Benson G, Dong L
Department of Biomathematical Sciences, Mount Sinai School of Medicine, New York, NY 10029-6574, USA.
Proc Int Conf Intell Syst Mol Biol. 1999:44-53.
One of the less well understood mutational transformations that act upon DNA is tandem duplication. In this process, a stretch of DNA is duplicated to produce two or more adjacent copies, resulting in a tandem repeat. Over time, the copies undergo additional mutations so that typically, multiple approximate tandem copies are present. An interesting feature of tandem repeats is that the duplicated copies are preserved together, making it possible to do "phylogenetic analysis" on a single sequence. This involves using the pattern of mutations among the copies to determine a minimal or a most likely history for the repeat.
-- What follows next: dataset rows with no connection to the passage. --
//! # Per-Submission Type Resolution
//!
//! This module provides the isolation boundary of the grading harness: a
//! [`ResolutionScope`] maps simple type names to one submission's compiled
//! type definitions, and nothing else.
//!
//! ## Purpose
//!
//! - **Isolation**: a scope is built from exactly one submission's type
//!   inventory; lookup never falls back to any outer or global namespace, so
//!   code resolved through one scope can never observe a type defined under a
//!   different submission's scope, even when the names collide.
//! - **Lookup**: exact, case-sensitive simple-name resolution only.
//! - **Compatibility oracle**: the scope scores instance arguments against
//!   declared parameter types, since it alone knows the submission's
//!   inheritance chains.
//!
//! A scope is built once by [`SubmissionBuilder`] when an execution context
//! is created for a submission and is read-only afterwards; it is shared via
//! `Arc` and discarded together with the context at the end of the run.

use std::collections::BTreeMap;
use std::sync::Arc;

use anyhow::{bail, Result};
use tracing::warn;

use exercise_sandbox_types::{ParamType, TypeDef, Value};

/// Isolated simple-name → type lookup table for one submission.
pub struct ResolutionScope {
    types: BTreeMap<String, Arc<TypeDef>>,
}

impl ResolutionScope {
    /// Exact simple-name lookup (case-sensitive, no fallback). `None` means
    /// the submission does not declare the type; the execution context
    /// classifies that as a type resolution failure.
    pub fn resolve(&self, name: &str) -> Option<&Arc<TypeDef>> {
        self.types.get(name)
    }

    pub fn contains(&self, name: &str) -> bool {
        self.types.contains_key(name)
    }

    pub fn type_count(&self) -> usize {
        self.types.len()
    }

    /// Assignability score of `arg` against a declared parameter type:
    /// `Some(0)` for an exact match, `Some(1)` for a widening conversion or
    /// declared (upcast) compatibility, `None` when inapplicable.
    pub fn assign_score(&self, param: &ParamType, arg: &Value) -> Option<u32> {
        if let (ParamType::Instance(declared), Value::Instance(handle)) = (param, arg) {
            if handle.type_name() == declared {
                return Some(0);
            }
            if self.is_ancestor(declared, handle.type_name()) {
                return Some(1);
            }
            return None;
        }
        param.primitive_score(arg)
    }

    /// Whether `ancestor` appears in `descendant`'s parent chain.
    fn is_ancestor(&self, ancestor: &str, descendant: &str) -> bool {
        let mut current = self.resolve(descendant).and_then(|t| t.parent());
        while let Some(name) = current {
            if name == ancestor {
                return true;
            }
            current = self.resolve(name).and_then(|t| t.parent());
        }
        false
    }

    /// Inheritance chain starting at `type_name`, nearest type first.
    /// Used for virtual dispatch: the first type in the chain declaring a
    /// method name owns the candidate overload set.
    pub fn inheritance_chain(&self, type_name: &str) -> Vec<&Arc<TypeDef>> {
        let mut chain = Vec::new();
        let mut current = self.resolve(type_name);
        while let Some(def) = current {
            chain.push(def);
            current = def.parent().and_then(|p| self.resolve(p));
        }
        chain
    }
}

/// Builder assembling one submission's type inventory into a scope.
///
/// Duplicate simple names follow last-one-wins with a warning, matching how
/// compiled artifacts are loaded elsewhere. [`build`](Self::build) validates
/// parent links: a dangling or cyclic parent is a submission-construction
/// error, reported before any test runs.
#[derive(Default)]
pub struct SubmissionBuilder {
    types: BTreeMap<String, Arc<TypeDef>>,
}

impl SubmissionBuilder {
    pub fn new() -> Self {
        Self::default()
    }

    /// Register one compiled type definition.
    pub fn register(mut self, def: TypeDef) -> Self {
        let name = def.name().to_string();
        if self.types.contains_key(&name) {
            warn!(type_name = %name, "duplicate type registered, overwriting previous");
        }
        self.types.insert(name, Arc::new(def));
        self
    }

    /// Finish the inventory, validating inheritance links.
    pub fn build(self) -> Result<Arc<ResolutionScope>> {
        for def in self.types.values() {
            if let Some(parent) = def.parent() {
                if !self.types.contains_key(parent) {
                    bail!(
                        "type '{}' declares parent '{}' absent from this submission",
                        def.name(),
                        parent
                    );
                }
            }

            // Single inheritance still admits cycles through bad input.
            let mut seen = vec![def.name()];
            let mut current = def.parent();
            while let Some(name) = current {
                if seen.contains(&name) {
                    bail!("inheritance cycle through type '{}'", name);
                }
                seen.push(name);
                current = self.types.get(name).and_then(|t| t.parent());
            }
        }

        Ok(Arc::new(ResolutionScope { types: self.types }))
    }
}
A history tries to describe the interwoven pattern of substitutions, indels, and duplication events in such a way as to minimize the number of identical mutations that arise independently. Because the copies are adjacent and ordered, the history problem can not be solved by standard phylogeny algorithms. In this paper, we introduce several versions of the tandem repeat history problem, develop algorithmic solutions and evaluate their performance. We also develop ways to visualize important features of a history with the goal of discovering properties of the duplication mechanism.
作用于DNA的一种较难理解的突变转变是串联重复。在这个过程中,一段DNA被复制以产生两个或更多相邻的拷贝,从而形成串联重复序列。随着时间的推移,这些拷贝会经历额外的突变,所以通常会存在多个近似的串联拷贝。串联重复序列的一个有趣特征是,复制后的拷贝会一起保留下来,这使得对单个序列进行“系统发育分析”成为可能。这涉及利用拷贝之间的突变模式来确定重复序列的最小或最可能的历史。一段历史试图以一种尽量减少独立出现的相同突变数量的方式,来描述替换、插入缺失和重复事件的交织模式。由于这些拷贝是相邻且有序的,标准的系统发育算法无法解决历史问题。在本文中,我们介绍了串联重复历史问题的几个版本,开发了算法解决方案并评估了它们的性能。我们还开发了可视化历史重要特征的方法,目的是发现重复机制的特性。